Saved data entries
--- START ---

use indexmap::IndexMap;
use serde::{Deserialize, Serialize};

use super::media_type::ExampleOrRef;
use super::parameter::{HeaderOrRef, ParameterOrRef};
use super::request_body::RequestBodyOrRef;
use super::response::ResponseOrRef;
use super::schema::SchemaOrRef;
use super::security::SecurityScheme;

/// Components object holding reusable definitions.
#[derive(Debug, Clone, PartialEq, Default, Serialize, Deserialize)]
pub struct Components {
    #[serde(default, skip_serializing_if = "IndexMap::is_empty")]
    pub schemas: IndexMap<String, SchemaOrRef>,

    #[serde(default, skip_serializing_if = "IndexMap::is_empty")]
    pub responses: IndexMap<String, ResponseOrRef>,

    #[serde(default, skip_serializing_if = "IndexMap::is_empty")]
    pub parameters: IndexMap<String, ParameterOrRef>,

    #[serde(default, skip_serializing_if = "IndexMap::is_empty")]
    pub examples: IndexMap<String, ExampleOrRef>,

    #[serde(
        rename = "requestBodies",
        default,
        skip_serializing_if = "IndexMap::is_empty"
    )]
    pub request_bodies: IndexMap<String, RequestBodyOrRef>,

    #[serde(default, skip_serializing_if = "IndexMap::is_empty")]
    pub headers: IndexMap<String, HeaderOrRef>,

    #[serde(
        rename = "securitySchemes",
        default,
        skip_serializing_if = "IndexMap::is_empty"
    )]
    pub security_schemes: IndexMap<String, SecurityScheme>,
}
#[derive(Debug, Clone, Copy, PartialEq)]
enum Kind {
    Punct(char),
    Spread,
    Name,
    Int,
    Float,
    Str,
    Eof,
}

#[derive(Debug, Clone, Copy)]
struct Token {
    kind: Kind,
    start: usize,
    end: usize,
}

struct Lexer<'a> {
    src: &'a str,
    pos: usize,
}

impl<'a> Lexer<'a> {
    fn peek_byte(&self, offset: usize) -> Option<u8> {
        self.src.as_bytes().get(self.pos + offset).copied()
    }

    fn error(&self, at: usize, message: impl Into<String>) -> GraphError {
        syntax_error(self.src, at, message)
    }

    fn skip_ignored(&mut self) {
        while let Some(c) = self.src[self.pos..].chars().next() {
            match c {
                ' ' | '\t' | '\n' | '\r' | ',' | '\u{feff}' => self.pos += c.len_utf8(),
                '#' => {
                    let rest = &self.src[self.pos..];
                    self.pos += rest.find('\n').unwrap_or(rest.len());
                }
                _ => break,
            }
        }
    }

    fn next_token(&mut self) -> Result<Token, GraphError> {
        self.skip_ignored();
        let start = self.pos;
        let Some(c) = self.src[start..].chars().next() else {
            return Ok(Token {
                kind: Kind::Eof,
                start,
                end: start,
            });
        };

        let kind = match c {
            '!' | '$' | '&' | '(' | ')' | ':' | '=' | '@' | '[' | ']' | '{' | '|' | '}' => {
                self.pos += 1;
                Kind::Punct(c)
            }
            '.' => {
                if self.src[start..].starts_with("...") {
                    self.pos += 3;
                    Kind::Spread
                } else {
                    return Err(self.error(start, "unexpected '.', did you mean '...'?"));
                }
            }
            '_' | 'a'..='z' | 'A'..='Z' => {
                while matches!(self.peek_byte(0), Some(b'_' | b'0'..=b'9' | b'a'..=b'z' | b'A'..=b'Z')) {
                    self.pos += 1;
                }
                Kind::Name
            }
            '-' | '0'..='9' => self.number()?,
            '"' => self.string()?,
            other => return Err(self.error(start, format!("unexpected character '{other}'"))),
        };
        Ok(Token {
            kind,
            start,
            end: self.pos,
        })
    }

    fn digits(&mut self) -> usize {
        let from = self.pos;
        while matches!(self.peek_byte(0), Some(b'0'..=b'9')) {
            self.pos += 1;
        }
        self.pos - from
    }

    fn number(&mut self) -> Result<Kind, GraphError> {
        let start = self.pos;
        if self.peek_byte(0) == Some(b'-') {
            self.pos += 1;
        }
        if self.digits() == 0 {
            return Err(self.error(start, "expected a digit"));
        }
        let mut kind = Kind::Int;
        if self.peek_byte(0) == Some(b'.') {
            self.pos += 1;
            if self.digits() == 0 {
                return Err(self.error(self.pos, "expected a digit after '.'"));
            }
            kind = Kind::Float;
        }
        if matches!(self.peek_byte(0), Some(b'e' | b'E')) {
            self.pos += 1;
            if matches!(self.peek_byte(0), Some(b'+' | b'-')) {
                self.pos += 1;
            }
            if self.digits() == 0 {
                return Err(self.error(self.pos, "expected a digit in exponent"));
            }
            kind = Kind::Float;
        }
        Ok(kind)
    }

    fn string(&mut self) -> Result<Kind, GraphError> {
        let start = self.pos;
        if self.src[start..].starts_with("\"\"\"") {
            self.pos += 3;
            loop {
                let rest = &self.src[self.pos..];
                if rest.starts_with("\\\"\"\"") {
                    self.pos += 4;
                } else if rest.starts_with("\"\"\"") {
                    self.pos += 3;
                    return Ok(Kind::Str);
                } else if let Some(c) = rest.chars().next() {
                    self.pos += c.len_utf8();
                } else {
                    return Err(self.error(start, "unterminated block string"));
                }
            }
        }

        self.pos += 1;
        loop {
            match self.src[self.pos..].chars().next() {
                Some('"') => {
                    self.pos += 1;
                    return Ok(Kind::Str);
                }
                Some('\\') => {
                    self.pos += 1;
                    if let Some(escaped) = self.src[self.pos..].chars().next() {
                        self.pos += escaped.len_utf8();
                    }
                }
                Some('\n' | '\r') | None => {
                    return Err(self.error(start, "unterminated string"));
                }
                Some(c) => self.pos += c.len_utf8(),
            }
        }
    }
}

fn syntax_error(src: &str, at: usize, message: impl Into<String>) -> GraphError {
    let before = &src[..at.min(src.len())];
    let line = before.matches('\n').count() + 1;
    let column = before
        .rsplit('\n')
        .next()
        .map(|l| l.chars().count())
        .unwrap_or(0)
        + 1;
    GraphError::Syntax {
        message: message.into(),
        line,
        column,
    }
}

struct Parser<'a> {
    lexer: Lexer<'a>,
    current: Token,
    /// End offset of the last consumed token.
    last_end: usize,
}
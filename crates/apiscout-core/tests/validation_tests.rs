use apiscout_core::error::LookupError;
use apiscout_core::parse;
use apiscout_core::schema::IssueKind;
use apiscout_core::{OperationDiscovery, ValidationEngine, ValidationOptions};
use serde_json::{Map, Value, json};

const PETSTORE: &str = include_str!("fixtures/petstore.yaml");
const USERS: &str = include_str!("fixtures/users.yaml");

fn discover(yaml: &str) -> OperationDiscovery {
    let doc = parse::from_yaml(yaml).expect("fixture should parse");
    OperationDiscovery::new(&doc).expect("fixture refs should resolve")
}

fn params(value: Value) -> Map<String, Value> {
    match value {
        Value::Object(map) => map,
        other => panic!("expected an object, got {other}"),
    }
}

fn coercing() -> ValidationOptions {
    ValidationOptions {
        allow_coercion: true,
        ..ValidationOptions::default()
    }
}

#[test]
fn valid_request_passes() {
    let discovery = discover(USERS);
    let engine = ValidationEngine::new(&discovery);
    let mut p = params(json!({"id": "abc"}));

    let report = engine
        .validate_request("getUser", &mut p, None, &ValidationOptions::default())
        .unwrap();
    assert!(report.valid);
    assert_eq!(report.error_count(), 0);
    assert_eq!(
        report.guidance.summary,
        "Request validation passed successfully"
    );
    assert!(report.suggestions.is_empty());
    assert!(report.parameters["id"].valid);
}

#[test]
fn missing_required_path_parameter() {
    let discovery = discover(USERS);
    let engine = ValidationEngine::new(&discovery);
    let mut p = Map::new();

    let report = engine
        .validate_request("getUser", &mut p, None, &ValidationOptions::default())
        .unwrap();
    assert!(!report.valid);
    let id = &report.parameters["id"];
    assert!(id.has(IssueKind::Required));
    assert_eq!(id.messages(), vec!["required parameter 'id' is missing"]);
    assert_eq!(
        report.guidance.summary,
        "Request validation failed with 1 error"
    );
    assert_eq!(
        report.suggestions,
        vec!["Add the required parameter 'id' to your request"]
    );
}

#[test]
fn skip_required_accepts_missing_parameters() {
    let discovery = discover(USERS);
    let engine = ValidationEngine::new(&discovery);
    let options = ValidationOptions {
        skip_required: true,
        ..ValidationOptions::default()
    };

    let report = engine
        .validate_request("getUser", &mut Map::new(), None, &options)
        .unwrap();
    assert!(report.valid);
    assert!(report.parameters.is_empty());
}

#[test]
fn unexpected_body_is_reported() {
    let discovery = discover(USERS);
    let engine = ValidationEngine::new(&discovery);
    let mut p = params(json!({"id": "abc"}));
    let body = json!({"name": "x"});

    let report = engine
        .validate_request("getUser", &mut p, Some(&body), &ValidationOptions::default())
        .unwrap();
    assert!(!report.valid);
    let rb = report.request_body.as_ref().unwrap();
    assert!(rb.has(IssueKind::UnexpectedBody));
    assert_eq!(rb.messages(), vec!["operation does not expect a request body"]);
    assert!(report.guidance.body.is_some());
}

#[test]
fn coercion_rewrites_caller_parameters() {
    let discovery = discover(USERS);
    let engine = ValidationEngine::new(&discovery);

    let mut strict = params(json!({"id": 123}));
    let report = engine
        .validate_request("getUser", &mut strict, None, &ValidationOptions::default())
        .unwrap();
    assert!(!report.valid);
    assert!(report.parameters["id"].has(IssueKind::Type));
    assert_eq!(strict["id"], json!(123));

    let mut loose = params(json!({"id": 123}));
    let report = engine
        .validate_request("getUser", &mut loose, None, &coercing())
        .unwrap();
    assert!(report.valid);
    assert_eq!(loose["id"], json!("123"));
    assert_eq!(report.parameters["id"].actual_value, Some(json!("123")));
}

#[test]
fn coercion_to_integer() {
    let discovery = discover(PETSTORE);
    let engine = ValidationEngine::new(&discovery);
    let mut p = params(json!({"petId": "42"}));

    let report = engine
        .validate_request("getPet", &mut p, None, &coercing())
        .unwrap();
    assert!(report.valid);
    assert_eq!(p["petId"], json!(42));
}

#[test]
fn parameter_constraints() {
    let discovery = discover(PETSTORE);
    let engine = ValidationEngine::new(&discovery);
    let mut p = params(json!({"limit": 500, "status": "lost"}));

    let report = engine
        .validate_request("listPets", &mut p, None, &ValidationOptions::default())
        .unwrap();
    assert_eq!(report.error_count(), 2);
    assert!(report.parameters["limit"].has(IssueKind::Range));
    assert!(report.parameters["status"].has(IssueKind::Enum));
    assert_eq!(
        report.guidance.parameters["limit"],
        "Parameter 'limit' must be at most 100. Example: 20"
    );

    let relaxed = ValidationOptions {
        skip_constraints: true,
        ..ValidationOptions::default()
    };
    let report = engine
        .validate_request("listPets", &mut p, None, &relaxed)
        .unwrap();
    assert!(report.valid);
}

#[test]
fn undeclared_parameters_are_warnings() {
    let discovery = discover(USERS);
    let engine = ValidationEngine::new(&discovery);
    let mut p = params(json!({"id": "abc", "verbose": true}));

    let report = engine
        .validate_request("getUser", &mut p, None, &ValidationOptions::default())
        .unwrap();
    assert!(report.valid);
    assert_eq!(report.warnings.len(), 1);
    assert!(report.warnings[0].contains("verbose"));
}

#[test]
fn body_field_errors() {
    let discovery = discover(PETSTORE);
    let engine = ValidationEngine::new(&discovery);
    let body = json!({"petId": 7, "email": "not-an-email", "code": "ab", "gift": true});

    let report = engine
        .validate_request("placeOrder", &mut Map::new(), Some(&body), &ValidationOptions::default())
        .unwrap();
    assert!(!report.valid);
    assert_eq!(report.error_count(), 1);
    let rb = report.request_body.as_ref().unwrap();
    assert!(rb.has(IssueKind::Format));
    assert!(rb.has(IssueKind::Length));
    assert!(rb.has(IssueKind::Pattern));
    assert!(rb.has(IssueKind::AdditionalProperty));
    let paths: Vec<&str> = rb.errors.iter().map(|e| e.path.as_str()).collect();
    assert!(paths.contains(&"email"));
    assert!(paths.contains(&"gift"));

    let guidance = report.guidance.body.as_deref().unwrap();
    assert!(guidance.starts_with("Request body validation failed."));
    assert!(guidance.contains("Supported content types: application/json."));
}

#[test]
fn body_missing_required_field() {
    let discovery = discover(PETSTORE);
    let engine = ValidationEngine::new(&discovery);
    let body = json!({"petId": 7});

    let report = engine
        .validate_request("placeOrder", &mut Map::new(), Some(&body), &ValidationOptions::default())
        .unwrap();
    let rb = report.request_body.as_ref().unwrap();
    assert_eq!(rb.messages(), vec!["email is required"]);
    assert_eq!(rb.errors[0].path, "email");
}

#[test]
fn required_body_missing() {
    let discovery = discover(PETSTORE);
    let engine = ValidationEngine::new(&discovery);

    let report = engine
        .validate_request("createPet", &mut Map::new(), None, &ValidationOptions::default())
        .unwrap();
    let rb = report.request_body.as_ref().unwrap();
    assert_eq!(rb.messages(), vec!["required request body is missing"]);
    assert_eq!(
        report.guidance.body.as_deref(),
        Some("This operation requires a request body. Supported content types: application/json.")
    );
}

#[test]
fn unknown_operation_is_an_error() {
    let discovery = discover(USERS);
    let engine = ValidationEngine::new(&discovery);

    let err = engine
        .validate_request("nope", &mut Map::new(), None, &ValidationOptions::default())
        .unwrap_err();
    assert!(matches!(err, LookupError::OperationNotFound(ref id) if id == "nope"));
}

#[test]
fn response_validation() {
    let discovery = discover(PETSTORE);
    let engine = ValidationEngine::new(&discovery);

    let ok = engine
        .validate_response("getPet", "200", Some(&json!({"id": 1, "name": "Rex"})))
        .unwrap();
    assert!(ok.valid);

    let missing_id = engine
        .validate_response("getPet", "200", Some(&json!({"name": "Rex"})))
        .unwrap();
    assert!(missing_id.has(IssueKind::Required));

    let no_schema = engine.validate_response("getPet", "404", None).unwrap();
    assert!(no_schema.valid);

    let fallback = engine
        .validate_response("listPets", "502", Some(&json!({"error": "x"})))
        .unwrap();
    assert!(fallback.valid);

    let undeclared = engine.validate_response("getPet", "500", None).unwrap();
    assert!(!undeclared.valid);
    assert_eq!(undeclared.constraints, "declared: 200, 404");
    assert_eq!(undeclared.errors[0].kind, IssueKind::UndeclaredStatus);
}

--- END ---

Go over the data and return every line that includes the word "email".

    let body = json!({"petId": 7, "email": "not-an-email", "code": "ab", "gift": true});
    assert!(paths.contains(&"email"));
    assert_eq!(rb.messages(), vec!["email is required"]);
    assert_eq!(rb.errors[0].path, "email");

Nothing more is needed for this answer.